→ To do:
Please reproduce, exactly and with nothing else, every line from the one containing "pub use moves::Move;" through the last line of the records below.

→ Recorded data:
________________________

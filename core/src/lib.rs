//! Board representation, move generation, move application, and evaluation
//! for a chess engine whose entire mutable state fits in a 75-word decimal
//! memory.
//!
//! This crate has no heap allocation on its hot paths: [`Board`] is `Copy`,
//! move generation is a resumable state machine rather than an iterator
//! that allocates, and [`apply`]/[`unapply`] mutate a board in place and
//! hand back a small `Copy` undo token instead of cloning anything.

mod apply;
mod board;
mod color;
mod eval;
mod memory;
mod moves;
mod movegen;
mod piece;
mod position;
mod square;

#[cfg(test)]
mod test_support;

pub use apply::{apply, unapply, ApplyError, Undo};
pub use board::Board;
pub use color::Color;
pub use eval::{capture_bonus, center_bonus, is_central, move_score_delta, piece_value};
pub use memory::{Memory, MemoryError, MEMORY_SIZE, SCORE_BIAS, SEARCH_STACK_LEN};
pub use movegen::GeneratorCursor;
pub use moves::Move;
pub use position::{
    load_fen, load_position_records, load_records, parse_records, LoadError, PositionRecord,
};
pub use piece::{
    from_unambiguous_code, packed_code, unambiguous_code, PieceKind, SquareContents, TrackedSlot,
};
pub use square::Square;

________________________

→ Task answer:
pub use moves::Move;
pub use position::{
    load_fen, load_position_records, load_records, parse_records, LoadError, PositionRecord,
};
pub use piece::{
    from_unambiguous_code, packed_code, unambiguous_code, PieceKind, SquareContents, TrackedSlot,
};
pub use square::Square;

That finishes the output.